Drawn to non-Western cultures and their traditional craftsmanship, as in his work referencing Nepal, the artist continually researches processes or techniques that can transform matter. A striking example is his series of cacti coated in copper through electrolysis. Now protected by metal, they are saved from decay. Beyond the physico-chemical processes underlying his practice, Siedlecki is deeply interested in the notion of transformation and the shifting densities of objects and materials.
This is evident in the two paintings from the Deposizione series and the sculpture Verneuil, both covered with a layer of crystals formed through accelerated calcification. Siedlecki learned about a spring near Saint-Nectaire, France, known for its peculiar ability to petrify any object submerged in it for several months—a unique form of accelerated aging. In addition to two paintings aged by this process (in the rooms to the left and right), the artist has reproduced a machine invented at the beginning of the 20th century for the industrial manufacture of synthetic rubies.

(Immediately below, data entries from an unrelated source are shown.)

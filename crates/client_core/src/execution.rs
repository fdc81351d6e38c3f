//! Execution overlay: per-node highlights, data-flow markers and the event log.

use std::{
    collections::{BTreeMap, VecDeque},
    time::Duration,
};

use serde_json::Value;
use shared::{
    domain::{ConnectionId, NodeId},
    graph::Position,
    protocol::{DebugStepStatus, ExecutionEvent, ExecutionEventType},
};
use tokio::time::Instant;
use tracing::debug;

use crate::graph_store::GraphStore;

pub const MIN_EXECUTION_SPEED: f64 = 0.1;

#[derive(Debug, Clone, PartialEq)]
pub enum HighlightState {
    Executing,
    Completed { elapsed: Option<Duration> },
    Error { message: String },
}

#[derive(Debug, Clone, PartialEq)]
pub struct NodeHighlight {
    pub state: HighlightState,
    pub expires_at: Instant,
}

#[derive(Debug, Clone, PartialEq)]
pub struct DataFlowMarker {
    pub connection_id: Option<ConnectionId>,
    pub from: Position,
    pub to: Position,
    pub started_at: Instant,
    pub duration: Duration,
}

impl DataFlowMarker {
    pub fn arrives_at(&self) -> Instant {
        self.started_at + self.duration
    }

    pub fn position_at(&self, now: Instant) -> Position {
        if self.duration.is_zero() {
            return self.to;
        }
        let elapsed = now.saturating_duration_since(self.started_at);
        self.from
            .lerp(self.to, elapsed.as_secs_f64() / self.duration.as_secs_f64())
    }
}

#[derive(Debug)]
pub struct ExecutionVisualizer {
    highlights: BTreeMap<NodeId, NodeHighlight>,
    markers: Vec<DataFlowMarker>,
    current_node: Option<NodeId>,
    executing: bool,
    log: VecDeque<ExecutionEvent>,
    log_capacity: usize,
    watches: BTreeMap<String, Value>,
    highlight_duration: Duration,
    base_flow_duration: Duration,
    speed: f64,
}

impl ExecutionVisualizer {
    pub fn new(
        highlight_duration: Duration,
        base_flow_duration: Duration,
        log_capacity: usize,
    ) -> Self {
        Self {
            highlights: BTreeMap::new(),
            markers: Vec::new(),
            current_node: None,
            executing: false,
            log: VecDeque::with_capacity(log_capacity),
            log_capacity: log_capacity.max(1),
            watches: BTreeMap::new(),
            highlight_duration,
            base_flow_duration,
            speed: 1.0,
        }
    }

    pub fn set_execution_speed(&mut self, speed: f64) {
        if speed.is_finite() {
            self.speed = speed.max(MIN_EXECUTION_SPEED);
        }
    }

    pub fn execution_speed(&self) -> f64 {
        self.speed
    }

    pub fn set_highlight_duration(&mut self, duration: Duration) {
        self.highlight_duration = duration;
    }

    pub fn flow_duration(&self) -> Duration {
        self.base_flow_duration.div_f64(self.speed)
    }

    pub fn is_executing(&self) -> bool {
        self.executing
    }

    pub fn current_node(&self) -> Option<&NodeId> {
        self.current_node.as_ref()
    }

    pub fn highlight(&self, node_id: &NodeId) -> Option<&NodeHighlight> {
        self.highlights.get(node_id)
    }

    pub fn highlights(&self) -> impl Iterator<Item = (&NodeId, &NodeHighlight)> {
        self.highlights.iter()
    }

    pub fn log(&self) -> impl Iterator<Item = &ExecutionEvent> {
        self.log.iter()
    }

    pub fn watches(&self) -> &BTreeMap<String, Value> {
        &self.watches
    }

    /// Interpolated marker positions at `now`; markers already arrived are skipped.
    pub fn markers(&self, now: Instant) -> Vec<(Option<&ConnectionId>, Position)> {
        self.markers
            .iter()
            .filter(|marker| marker.arrives_at() > now)
            .map(|marker| (marker.connection_id.as_ref(), marker.position_at(now)))
            .collect()
    }

    /// Returns whether the executing flag or the current node changed.
    pub fn apply(&mut self, event: &ExecutionEvent, graph: &GraphStore, now: Instant) -> bool {
        let before = (self.executing, self.current_node.clone());
        self.append_log(event.clone());

        match event.event_type {
            ExecutionEventType::NodeStart | ExecutionEventType::BreakpointHit => {
                if let Some(node_id) = &event.node_id {
                    self.executing = true;
                    self.current_node = Some(node_id.clone());
                    let ttl = self.highlight_duration;
                    self.set_highlight(node_id, HighlightState::Executing, now, ttl);
                }
            }
            ExecutionEventType::NodeComplete => {
                if let Some(node_id) = &event.node_id {
                    let elapsed = ["execution_time", "elapsed", "duration"]
                        .iter()
                        .find_map(|key| event.data_f64(key))
                        .filter(|secs| secs.is_finite() && *secs >= 0.0)
                        .map(Duration::from_secs_f64);
                    self.set_highlight(
                        node_id,
                        HighlightState::Completed { elapsed },
                        now,
                        self.highlight_duration,
                    );
                    self.release_current(node_id);
                }
            }
            ExecutionEventType::NodeError => {
                if let Some(node_id) = &event.node_id {
                    let message = event
                        .message
                        .clone()
                        .or_else(|| event.data_str("error").map(str::to_string))
                        .unwrap_or_else(|| "execution failed".into());
                    self.set_highlight(
                        node_id,
                        HighlightState::Error { message },
                        now,
                        self.highlight_duration * 2,
                    );
                    self.release_current(node_id);
                }
            }
            ExecutionEventType::DataFlow => self.spawn_marker(event, graph, now),
            ExecutionEventType::VariableUpdate => {
                let name = event
                    .data_str("name")
                    .or_else(|| event.data_str("variable"));
                match name {
                    Some(name) => {
                        let value = event.data_field("value").cloned().unwrap_or(Value::Null);
                        self.watches.insert(name.to_string(), value);
                    }
                    None => debug!("variable update without a name"),
                }
            }
            ExecutionEventType::ExecutionComplete | ExecutionEventType::ExecutionError => {
                self.reset();
            }
            ExecutionEventType::ExecutionPause
            | ExecutionEventType::ExecutionResume
            | ExecutionEventType::Unknown => {}
        }

        before != (self.executing, self.current_node.clone())
    }

    fn append_log(&mut self, event: ExecutionEvent) {
        while self.log.len() >= self.log_capacity {
            self.log.pop_front();
        }
        self.log.push_back(event);
    }

    fn set_highlight(
        &mut self,
        node_id: &NodeId,
        state: HighlightState,
        now: Instant,
        ttl: Duration,
    ) {
        self.highlights.insert(
            node_id.clone(),
            NodeHighlight {
                state,
                expires_at: now + ttl,
            },
        );
    }

    fn release_current(&mut self, node_id: &NodeId) {
        if self.current_node.as_ref() == Some(node_id) {
            self.current_node = None;
        }
    }

    fn spawn_marker(&mut self, event: &ExecutionEvent, graph: &GraphStore, now: Instant) {
        let endpoints = event
            .connection_id
            .as_ref()
            .and_then(|id| graph.connection(id))
            .map(|connection| {
                (
                    connection.source_node_id.clone(),
                    connection.target_node_id.clone(),
                )
            })
            .or_else(|| {
                let source = event.data_str("source_node")?;
                let target = event.data_str("target_node")?;
                Some((NodeId::from(source), NodeId::from(target)))
            });

        let Some((source, target)) = endpoints else {
            debug!("data flow event without resolvable endpoints");
            return;
        };
        let (Some(from), Some(to)) = (graph.node_center(&source), graph.node_center(&target)) else {
            debug!(
                %source,
                %target,
                "data flow between nodes not on the canvas"
            );
            return;
        };

        self.markers.push(DataFlowMarker {
            connection_id: event.connection_id.clone(),
            from,
            to,
            started_at: now,
            duration: self.flow_duration(),
        });
    }

    /// Drops expired highlights and arrived markers. Returns whether anything went.
    pub fn expire(&mut self, now: Instant) -> bool {
        let highlights = self.highlights.len();
        let markers = self.markers.len();
        self.highlights.retain(|_, shown| shown.expires_at > now);
        self.markers.retain(|marker| marker.arrives_at() > now);
        highlights != self.highlights.len() || markers != self.markers.len()
    }

    pub fn next_deadline(&self) -> Option<Instant> {
        self.highlights
            .values()
            .map(|highlight| highlight.expires_at)
            .chain(self.markers.iter().map(DataFlowMarker::arrives_at))
            .min()
    }

    pub fn clear_node(&mut self, node_id: &NodeId) {
        self.highlights.remove(node_id);
        self.release_current(node_id);
    }

    /// Highlight left by a debug step; debug sessions have no explicit start event.
    pub fn highlight_debug_step(
        &mut self,
        node_id: &NodeId,
        status: DebugStepStatus,
        now: Instant,
    ) {
        let state = match status {
            DebugStepStatus::Completed => HighlightState::Completed { elapsed: None },
            _ => HighlightState::Executing,
        };
        self.set_highlight(node_id, state, now, self.highlight_duration);
    }

    pub fn reset(&mut self) {
        self.executing = false;
        self.current_node = None;
        self.highlights.clear();
        self.markers.clear();
        self.log.clear();
    }
}

#[cfg(test)]
#[path = "tests/execution_tests.rs"]
mod tests;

The exhibition touches on an essential question in an artistic practice: when is a work of art truly complete? In each room, visitors encounter silver sculptures that verge on abstraction, standing on concrete pedestals. Over time, without a clear plan for their use, Siedlecki collected unfinished works abandoned by their anonymous creators. Questioning the unresolved and unfinished, Siedlecki moulded and cast these works to give them a new status. These pieces, paying homage to forgotten artists lost in the passage of time, seem to become totems celebrating the act of creation in its broadest sense. One could say that Siedlecki is questioning the very idea of what constitutes a work of art. This concept is further emphasized by his decision to place a kiln at the heart of the exhibition—the very object that inspired its title.
To question time is both the pursuit of physicists and artists alike ...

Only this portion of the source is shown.